Well, today has been an adventure so far.
I didn’t sleep well last night. Something just wasn’t……right.
And then, early early this morning, sometime after I had managed to fall asleep, I was awakened by a searing, stabbing pain behind my right eye. I basically fell out of bed, and realized that my entire cheek was wet with tears. My eye was pouring tears. But I was unable to open it. “Hmmm…”, I thought to myself, “this could be interesting.” (I’ve watched a few House episodes lately.)
I literally stumbled my way to the bathroom, taking inventory of my symptoms. The stabbing headache, the burning eye, the swollen face (even my nose is swollen), my stuffy nose and my raw throat.
Opening up my one good eye, I took a diagnostic look in the mirror. Yep, I was afraid of that. Someone snatched my body during the night and replaced it with that of a monster. Seriously. I look beat up. I don’t have a lot of natural beauty. However this, whatever “this” is, has created a beast.
I’ve not been “sick” in a long time. I don’t even know if this is “sickness” or what it is. I managed to fish my contact out of my eye (yeah, that was fun). And I’ve been alternating between laying in the dark and trying to work. I know I should probably go to the doctor, and will if this is no better by tomorrow. Right now I don’t think I could drive without smashing into something, which would probably compound this already frustrating situation.

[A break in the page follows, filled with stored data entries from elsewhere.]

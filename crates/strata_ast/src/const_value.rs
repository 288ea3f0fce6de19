//! Literal values of constant nodes.

use serde::{Deserialize, Serialize};
use std::fmt;

/// Width given to unsized integer literals.
pub const UNSIZED_WIDTH: u32 = 32;

/// The value of a constant node.
#[derive(Clone, PartialEq, Debug, Serialize, Deserialize)]
#[serde(rename_all = "snake_case")]
pub enum ConstValue {
    /// A two-state integer of a known width.
    Int {
        /// The value.
        value: i64,
        /// Width in bits.
        width: u32,
        /// Signedness.
        signed: bool,
    },
    /// A four-state bit string, most significant bit first, over `01xz`.
    Bits(String),
    /// A string literal.
    Str(String),
    /// A real literal.
    Real(f64),
}

impl ConstValue {
    /// An unsigned integer of the given width.
    pub fn int(value: i64, width: u32) -> Self {
        ConstValue::Int {
            value,
            width,
            signed: false,
        }
    }

    /// A signed integer of the given width.
    pub fn signed(value: i64, width: u32) -> Self {
        ConstValue::Int {
            value,
            width,
            signed: true,
        }
    }

    /// Returns the integer value when the constant is two-state.
    pub fn as_int(&self) -> Option<i64> {
        match self {
            ConstValue::Int { value, .. } => Some(*value),
            ConstValue::Bits(bits) => {
                let trimmed = bits.trim_start_matches('0');
                if trimmed.is_empty() {
                    return Some(0);
                }
                if trimmed.len() > 63 {
                    return None;
                }
                i64::from_str_radix(trimmed, 2).ok()
            }
            ConstValue::Str(_) | ConstValue::Real(_) => None,
        }
    }

    /// Width in bits.
    pub fn width(&self) -> u32 {
        match self {
            ConstValue::Int { width, .. } => *width,
            ConstValue::Bits(bits) => bits.len() as u32,
            ConstValue::Str(s) => (s.len() as u32) * 8,
            ConstValue::Real(_) => 64,
        }
    }

    /// Signedness.
    pub fn is_signed(&self) -> bool {
        match self {
            ConstValue::Int { signed, .. } => *signed,
            ConstValue::Real(_) => true,
            ConstValue::Bits(_) | ConstValue::Str(_) => false,
        }
    }

    /// Builds a constant from based digits (`b`, `o`, `d`, `h`) and an optional width.
    ///
    /// Digits may contain `_` separators and, except in decimal, `x`/`z`.
    pub fn from_digits(base: char, digits: &str, width: Option<u32>, signed: bool) -> Option<Self> {
        let digits: String = digits.chars().filter(|c| *c != '_').collect();
        if digits.is_empty() {
            return None;
        }
        let bits_per_digit = match base.to_ascii_lowercase() {
            'b' => 1,
            'o' => 3,
            'h' => 4,
            'd' => {
                let value: i64 = digits.parse().ok()?;
                let width = width.unwrap_or(UNSIZED_WIDTH);
                return Some(ConstValue::Int { value, width, signed });
            }
            _ => return None,
        };
        let mut bits = String::with_capacity(digits.len() * bits_per_digit);
        for c in digits.chars() {
            match c.to_ascii_lowercase() {
                'x' | 'z' | '?' => {
                    let fill = if c.eq_ignore_ascii_case(&'x') { 'x' } else { 'z' };
                    bits.extend(std::iter::repeat(fill).take(bits_per_digit));
                }
                d => {
                    let v = d.to_digit(1 << bits_per_digit)?;
                    for i in (0..bits_per_digit).rev() {
                        bits.push(if (v >> i) & 1 == 1 { '1' } else { '0' });
                    }
                }
            }
        }
        let width = width.unwrap_or(UNSIZED_WIDTH.max(bits.len() as u32)) as usize;
        let bits = resize_bits(&bits, width);
        let two_state = bits.chars().all(|c| c == '0' || c == '1');
        if two_state && width <= 63 {
            let value = i64::from_str_radix(&bits, 2).ok()?;
            Some(ConstValue::Int {
                value,
                width: width as u32,
                signed,
            })
        } else {
            Some(ConstValue::Bits(bits))
        }
    }

    /// Parses a Verilog number literal such as `42`, `4'b1010`, `8'shff`, or `'d7`.
    pub fn parse(text: &str) -> Option<Self> {
        let text = text.trim();
        let Some(tick) = text.find('\'') else {
            let value: i64 = text.replace('_', "").parse().ok()?;
            return Some(ConstValue::signed(value, UNSIZED_WIDTH));
        };
        let (size, rest) = text.split_at(tick);
        let width = if size.is_empty() {
            None
        } else {
            Some(size.trim().parse().ok()?)
        };
        let mut rest = rest[1..].chars();
        let mut base = rest.next()?;
        let mut signed = false;
        if base == 's' || base == 'S' {
            signed = true;
            base = rest.next()?;
        }
        ConstValue::from_digits(base, rest.as_str(), width, signed)
    }
}

/// Zero-extends (or x/z-extends when the top bit is x/z) or truncates to `width`.
fn resize_bits(bits: &str, width: usize) -> String {
    if bits.len() >= width {
        return bits[bits.len() - width..].to_string();
    }
    let fill = match bits.chars().next() {
        Some(c @ ('x' | 'z')) => c,
        _ => '0',
    };
    let mut out: String = std::iter::repeat(fill).take(width - bits.len()).collect();
    out.push_str(bits);
    out
}

impl fmt::Display for ConstValue {
    fn fmt(&self, f: &mut fmt::Formatter<'_>) -> fmt::Result {
        match self {
            ConstValue::Int {
                value,
                width,
                signed,
            } => {
                let s = if *signed { "s" } else { "" };
                if *value < 0 {
                    write!(f, "-{width}'{s}d{}", value.unsigned_abs())
                } else {
                    write!(f, "{width}'{s}d{value}")
                }
            }
            ConstValue::Bits(bits) => write!(f, "{}'b{bits}", bits.len()),
            ConstValue::Str(s) => write!(f, "\"{s}\""),
            ConstValue::Real(r) => write!(f, "{r}"),
        }
    }
}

So, while waiting for a work teleconference to begin, I decided–out of curiosity–to see what the Bible says about the eyes. Yes, I was proof-texting. But I literally had to laugh out loud when I read these verses in Matthew 6:22-23:
I laughed, because I am literally living this verse today. My eye is very unhealthy–and so it is creating the rest of my body to be unhealthy. I know it is very sunny out today, but everything looks incredibly dim to me–there is an aura of shadowy-ness that is surrounding my peripheral vision of even my good eye. It’s very strange. I’m typing this with one eye closed, and with tears pouring down my cheek. My whole body is full of darkness.
But what exactly does Jesus mean in this verse?
I had to get a little help with this one, so I turned to John Piper, who is–as I’ve said before–way smarter than I am. Here is what he had to say about the “bad eye”:
It refers to an eye that cannot see the beauty of grace. It cannot see the brightness of generosity. It cannot see unexpected blessing to others as a precious treasure. It is an eye that is blind to what is truly beautiful and bright and precious and God-like.
Hmm. I think we all suffer from “bad eyes” at times. Maybe our eyes are more often “unhealthy” than “healthy”, therefore allowing our world to be ruled by darkness. We get so caught up in pity, in selfishness, in dark thinking (I’m referring to myself here!), that we often miss the “beauty of grace”. The settled-ness of God’s presence and grace, even when times are ugly. When the unknown looms large and scary. When we allow the darkness of this world to penetrate and create darkness in our life.
I’ll have to admit, I’m struggling today to see God’s grace and light—mostly because I’m a bad, impatient patient. I feel lousy. I look horrendous. And I’m very hampered by what I can and cannot do today, thus making my list of things that need to get done grow. I’m frustrated. Maybe not all of these tears today are from having a leaky eye.
But, I also know that beyond the very temporal conditions of every day–that includes frustrations, illnesses, disasters, inconveniences, and just the “stuff” that life is made of–lies the very real grace of God. The grace we each need every single day to see the beauty of that grace. The grace we need to keep moving forward. To see the brightness of generosity. To see what is truly beautiful. Truly bright. Truly Precious. Truly God-Like.
I’ve written this post this morning sporadically–in between stumbling to the couch to lay down, covering my monster eye with a wet washcloth. It may not even make sense, and the idea of reading back through it to see if it does hurts my head too much. So I’ll leave it like it is. And I’ll encourage you–and myself–to protect our eyes. Literally and figuratively. Eyes are important. Seeing and knowing is important. Are we going to let our eyes give us a perspective that is grace filled, or a perspective that is filled with darkness?
Kathy Collard Miller says
Praying for healing and for wisdom to know what to do about it. Love you!